- _Exercise_
Look through the data below and show every line that includes "ClassifiedEvent".

- _Data section_
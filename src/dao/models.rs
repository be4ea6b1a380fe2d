use std::time::SystemTime;

use indexmap::IndexMap;
use serde::{Deserialize, Serialize};
use uuid::Uuid;

/// Whether a message was written by a viewer or generated by the room itself.
#[derive(Debug, Clone, Copy, Serialize, Deserialize, PartialEq, Eq)]
#[serde(rename_all = "snake_case")]
pub enum MessageKindEntity {
    /// Written by a viewer through `send`.
    User,
    /// Generated by the engine (welcome message).
    System,
}

/// Denormalized snapshot of the message being replied to.
#[derive(Debug, Clone, Serialize, Deserialize, PartialEq, Eq)]
pub struct ReplyRefEntity {
    /// Identifier of the target message.
    pub message_id: Uuid,
    /// Author name of the target at reply time.
    pub author_name: String,
    /// Text of the target at reply time.
    pub text: String,
}

/// Reactors for a single emoji. `count` always mirrors `reactors.len()`.
#[derive(Debug, Clone, Default, Serialize, Deserialize, PartialEq, Eq)]
pub struct ReactionEntity {
    /// Number of distinct reactors.
    pub count: u32,
    /// User ids that reacted, in reaction order.
    pub reactors: Vec<String>,
}

/// Chat message persisted by the storage layer.
#[derive(Debug, Clone, Serialize, Deserialize, PartialEq, Eq)]
pub struct ChatMessageEntity {
    /// Store-assigned identifier, unique within a room.
    pub id: Uuid,
    /// Room key (`match:<fixtureId>`).
    pub room_id: String,
    /// Opaque author id.
    pub author_id: String,
    /// Author display name at send time.
    pub author_name: String,
    /// Message body.
    pub text: String,
    /// Store-assigned send timestamp.
    pub sent_at: SystemTime,
    /// Match minute at send time, if the fixture was in play.
    pub match_minute: Option<u16>,
    /// Reply preview, if this message answers another one.
    pub reply_to: Option<ReplyRefEntity>,
    /// Emoji reactions keyed by emoji, in first-reaction order.
    #[serde(default)]
    pub reactions: IndexMap<String, ReactionEntity>,
    /// Message origin.
    pub kind: MessageKindEntity,
}

/// Fields supplied by the engine when appending a message; the store fills in
/// the identifier and the timestamp.
#[derive(Debug, Clone, PartialEq, Eq)]
pub struct MessageDraft {
    /// Room key (`match:<fixtureId>`).
    pub room_id: String,
    /// Opaque author id.
    pub author_id: String,
    /// Author display name.
    pub author_name: String,
    /// Message body.
    pub text: String,
    /// Match minute at send time.
    pub match_minute: Option<u16>,
    /// Reply preview.
    pub reply_to: Option<ReplyRefEntity>,
    /// Message origin.
    pub kind: MessageKindEntity,
}

impl MessageDraft {
    /// Materialize the draft with the identity chosen by the store.
    pub fn into_entity(self, id: Uuid, sent_at: SystemTime) -> ChatMessageEntity {
        ChatMessageEntity {
            id,
            room_id: self.room_id,
            author_id: self.author_id,
            author_name: self.author_name,
            text: self.text,
            sent_at,
            match_minute: self.match_minute,
            reply_to: self.reply_to,
            reactions: IndexMap::new(),
            kind: self.kind,
        }
    }
}

/// Presence record for one viewer attached to one room.
#[derive(Debug, Clone, Serialize, Deserialize, PartialEq, Eq)]
pub struct PresenceEntity {
    /// Room key.
    pub room_id: String,
    /// Client/user identifier.
    pub user_id: String,
    /// Display name.
    pub name: String,
    /// When the viewer joined.
    pub joined_at: SystemTime,
    /// Last heartbeat.
    pub last_seen: SystemTime,
}

impl ChatMessageEntity {
    /// Flip `user_id` in the reactor set of `emoji`, keeping `count` in sync and
    /// dropping the key once nobody reacts with it anymore.
    ///
    /// Returns `true` when the reaction was added, `false` when it was removed.
    pub fn toggle_reaction(&mut self, emoji: &str, user_id: &str) -> bool {
        let entry = self.reactions.entry(emoji.to_string()).or_default();
        let added = match entry.reactors.iter().position(|id| id == user_id) {
            Some(index) => {
                entry.reactors.remove(index);
                false
            }
            None => {
                entry.reactors.push(user_id.to_string());
                true
            }
        };
        entry.count = entry.reactors.len() as u32;

        if entry.count == 0 {
            self.reactions.shift_remove(emoji);
        }
        added
    }
}

#[cfg(test)]
mod tests {
    use super::*;

    fn message() -> ChatMessageEntity {
        MessageDraft {
            room_id: "match:1".into(),
            author_id: "u1".into(),
            author_name: "Ana".into(),
            text: "what a save".into(),
            match_minute: Some(12),
            reply_to: None,
            kind: MessageKindEntity::User,
        }
        .into_entity(Uuid::new_v4(), SystemTime::now())
    }

    #[test]
    fn toggle_twice_restores_original_state() {
        let mut msg = message();
        let original = msg.clone();

        assert!(msg.toggle_reaction("🔥", "u2"));
        assert_eq!(msg.reactions["🔥"].count, 1);
        assert!(!msg.toggle_reaction("🔥", "u2"));

        assert_eq!(msg, original);
        assert!(!msg.reactions.contains_key("🔥"));
    }

    #[test]
    fn count_tracks_distinct_reactors() {
        let mut msg = message();
        msg.toggle_reaction("👏", "a");
        msg.toggle_reaction("👏", "b");
        msg.toggle_reaction("👏", "c");
        msg.toggle_reaction("👏", "b");

        let reaction = &msg.reactions["👏"];
        assert_eq!(reaction.count, 2);
        assert_eq!(reaction.reactors, vec!["a".to_string(), "c".to_string()]);
    }

    #[test]
    fn removing_one_emoji_keeps_order_of_the_others() {
        let mut msg = message();
        msg.toggle_reaction("1", "a");
        msg.toggle_reaction("2", "a");
        msg.toggle_reaction("3", "a");
        msg.toggle_reaction("2", "a");

        let keys: Vec<_> = msg.reactions.keys().cloned().collect();
        assert_eq!(keys, vec!["1".to_string(), "3".to_string()]);
    }
}
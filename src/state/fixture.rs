//! Typed fixture data produced by the provider adapters.

use std::{sync::Arc, time::SystemTime};

use serde::Serialize;
use time::OffsetDateTime;
use utoipa::ToSchema;

/// Lifecycle of a fixture, collapsed from the provider's status codes.
#[derive(Debug, Clone, Copy, PartialEq, Eq, Hash, Serialize, ToSchema)]
#[serde(rename_all = "snake_case")]
pub enum FixtureStatus {
    NotStarted,
    FirstHalf,
    Halftime,
    SecondHalf,
    ExtraTime,
    Finished,
}

impl FixtureStatus {
    /// Map a provider short status code. Ambiguous live codes are resolved
    /// with the elapsed minute; unknown codes count as not started.
    pub fn from_short_code(code: &str, elapsed: Option<u16>) -> Self {
        match code.trim().to_ascii_uppercase().as_str() {
            "1H" => Self::FirstHalf,
            "HT" => Self::Halftime,
            "2H" => Self::SecondHalf,
            "ET" | "BT" | "P" => Self::ExtraTime,
            "FT" | "AET" | "PEN" | "CANC" | "ABD" | "AWD" | "WO" => Self::Finished,
            "LIVE" | "SUSP" | "INT" => match elapsed {
                Some(minute) if minute > 45 => Self::SecondHalf,
                _ => Self::FirstHalf,
            },
            _ => Self::NotStarted,
        }
    }

    /// Whether the fixture is in an active period and should keep being polled.
    pub fn is_active(self) -> bool {
        matches!(
            self,
            Self::FirstHalf | Self::Halftime | Self::SecondHalf | Self::ExtraTime
        )
    }
}

/// Team reference as carried by fixtures and events.
#[derive(Debug, Clone, PartialEq, Eq, Serialize, ToSchema)]
pub struct TeamRef {
    pub id: u64,
    pub name: String,
    #[serde(skip_serializing_if = "Option::is_none")]
    pub logo: Option<String>,
}

/// Competition a fixture belongs to.
#[derive(Debug, Clone, PartialEq, Eq, Serialize, ToSchema)]
pub struct League {
    pub id: u64,
    pub name: String,
    #[serde(skip_serializing_if = "Option::is_none")]
    pub country: Option<String>,
}

/// Home/away tally.
#[derive(Debug, Clone, Copy, Default, PartialEq, Eq, Serialize, ToSchema)]
pub struct Score {
    pub home: u16,
    pub away: u16,
}

/// Scheduled or running match as reported by the provider.
#[derive(Debug, Clone, PartialEq, Eq)]
pub struct Fixture {
    pub id: u64,
    pub home: TeamRef,
    pub away: TeamRef,
    pub league: League,
    pub kickoff: OffsetDateTime,
    pub status: FixtureStatus,
    pub elapsed: Option<u16>,
    pub goals: Score,
    pub venue: Option<String>,
}

impl Fixture {
    /// Minute shown next to chat messages: the elapsed clock while the ball is
    /// in play, 45 at the break, nothing before kickoff or after the final whistle.
    pub fn match_minute(&self) -> Option<u16> {
        match self.status {
            FixtureStatus::FirstHalf | FixtureStatus::SecondHalf | FixtureStatus::ExtraTime => {
                self.elapsed
            }
            FixtureStatus::Halftime => Some(45),
            FixtureStatus::NotStarted | FixtureStatus::Finished => None,
        }
    }
}

/// Provider event before classification.
#[derive(Debug, Clone, Default, PartialEq, Eq)]
pub struct RawMatchEvent {
    pub provider_id: Option<String>,
    pub minute: u16,
    pub extra: Option<u16>,
    pub event_type: String,
    pub detail: String,
    pub comments: Option<String>,
    pub team_id: Option<u64>,
    pub player: Option<String>,
    pub assist: Option<String>,
}

/// Value of one statistics row.
#[derive(Debug, Clone, PartialEq, Eq, Serialize, ToSchema)]
#[serde(tag = "type", rename_all = "snake_case")]
pub enum StatValue {
    Count { value: u32 },
    Percent { value: u8 },
    Text { value: String },
    Missing,
}

#[derive(Debug, Clone, PartialEq, Eq, Serialize, ToSchema)]
pub struct StatEntry {
    pub name: String,
    pub value: StatValue,
}

/// Statistics rows of one team.
#[derive(Debug, Clone, PartialEq, Eq, Serialize, ToSchema)]
pub struct TeamStatistics {
    pub team: TeamRef,
    pub entries: Vec<StatEntry>,
}

#[derive(Debug, Clone, PartialEq, Eq, Serialize, ToSchema)]
pub struct LineupPlayer {
    #[serde(skip_serializing_if = "Option::is_none")]
    pub id: Option<u64>,
    pub name: String,
    #[serde(skip_serializing_if = "Option::is_none")]
    pub number: Option<u16>,
    #[serde(skip_serializing_if = "Option::is_none")]
    pub position: Option<String>,
}

/// Starting eleven and bench of one team.
#[derive(Debug, Clone, PartialEq, Eq, Serialize, ToSchema)]
pub struct TeamLineup {
    pub team: TeamRef,
    #[serde(skip_serializing_if = "Option::is_none")]
    pub formation: Option<String>,
    #[serde(skip_serializing_if = "Option::is_none")]
    pub coach: Option<String>,
    pub starting: Vec<LineupPlayer>,
    pub substitutes: Vec<LineupPlayer>,
}

/// Closed set of timeline entry kinds.
#[derive(Debug, Clone, Copy, PartialEq, Eq, Hash, Serialize, ToSchema)]
#[serde(rename_all = "snake_case")]
pub enum EventKind {
    Goal,
    YellowCard,
    RedCard,
    Substitution,
    Corner,
    ShotOnTarget,
    ShotOffTarget,
    BlockedShot,
    Save,
    Offside,
    Foul,
    Var,
    PeriodMarker,
    /// Anything no other rule recognised.
    Shot,
}

/// Team an event belongs to; `Neutral` when it cannot be attributed.
#[derive(Debug, Clone, Copy, PartialEq, Eq, Serialize, ToSchema)]
#[serde(rename_all = "snake_case")]
pub enum Side {
    Home,
    Away,
    Neutral,
}

#[derive(Debug, Clone, Copy, PartialEq, Eq, Serialize, ToSchema)]
#[serde(rename_all = "snake_case")]
pub enum GoalType {
    Normal,
    Penalty,
    OwnGoal,
}

/// Kind-specific payload of a [`ClassifiedEvent`].
#[derive(Debug, Clone, PartialEq, Eq, Serialize, ToSchema)]
#[serde(tag = "type", rename_all = "snake_case")]
pub enum EventDetails {
    Goal {
        scorer: Option<String>,
        assist: Option<String>,
        goal_type: GoalType,
        score_after: Score,
    },
    Card {
        player: Option<String>,
        reason: Option<String>,
    },
    Substitution {
        player_on: Option<String>,
        player_off: Option<String>,
    },
    Shot {
        shooter: Option<String>,
    },
    Save {
        goalkeeper: Option<String>,
    },
    Var {
        decision: String,
    },
    Period {
        label: String,
    },
    Player {
        player: Option<String>,
    },
}

/// One entry of the typed match timeline.
#[derive(Debug, Clone, PartialEq, Eq, Serialize, ToSchema)]
pub struct ClassifiedEvent {
    pub id: String,
    pub minute: u16,
    #[serde(skip_serializing_if = "Option::is_none")]
    pub extra: Option<u16>,
    pub kind: EventKind,
    pub side: Side,
    pub title: String,
    pub description: String,
    pub details: EventDetails,
}

/// Consistent view of one fixture assembled from the four provider endpoints.
#[derive(Debug, Clone)]
pub struct MatchSnapshot {
    pub fixture: Fixture,
    pub events: Vec<ClassifiedEvent>,
    pub statistics: Vec<TeamStatistics>,
    pub lineups: Vec<TeamLineup>,
    pub fetched_at: SystemTime,
}

/// Shared handle to a published snapshot.
pub type SharedSnapshot = Arc<MatchSnapshot>;

#[cfg(test)]
mod tests {
    use super::*;

    #[test]
    fn status_codes_map_onto_periods() {
        assert_eq!(FixtureStatus::from_short_code("NS", None), FixtureStatus::NotStarted);
        assert_eq!(FixtureStatus::from_short_code("1h", Some(12)), FixtureStatus::FirstHalf);
        assert_eq!(FixtureStatus::from_short_code("HT", Some(45)), FixtureStatus::Halftime);
        assert_eq!(FixtureStatus::from_short_code("BT", Some(90)), FixtureStatus::ExtraTime);
        assert_eq!(FixtureStatus::from_short_code("AET", Some(120)), FixtureStatus::Finished);
        assert_eq!(FixtureStatus::from_short_code("LIVE", Some(30)), FixtureStatus::FirstHalf);
        assert_eq!(FixtureStatus::from_short_code("SUSP", Some(70)), FixtureStatus::SecondHalf);
        assert_eq!(FixtureStatus::from_short_code("???", Some(70)), FixtureStatus::NotStarted);
    }

    #[test]
    fn halftime_counts_as_active() {
        assert!(FixtureStatus::Halftime.is_active());
        assert!(!FixtureStatus::NotStarted.is_active());
        assert!(!FixtureStatus::Finished.is_active());
    }
}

- _Reply to the task_
/// Kind-specific payload of a [`ClassifiedEvent`].
pub struct ClassifiedEvent {
    pub events: Vec<ClassifiedEvent>,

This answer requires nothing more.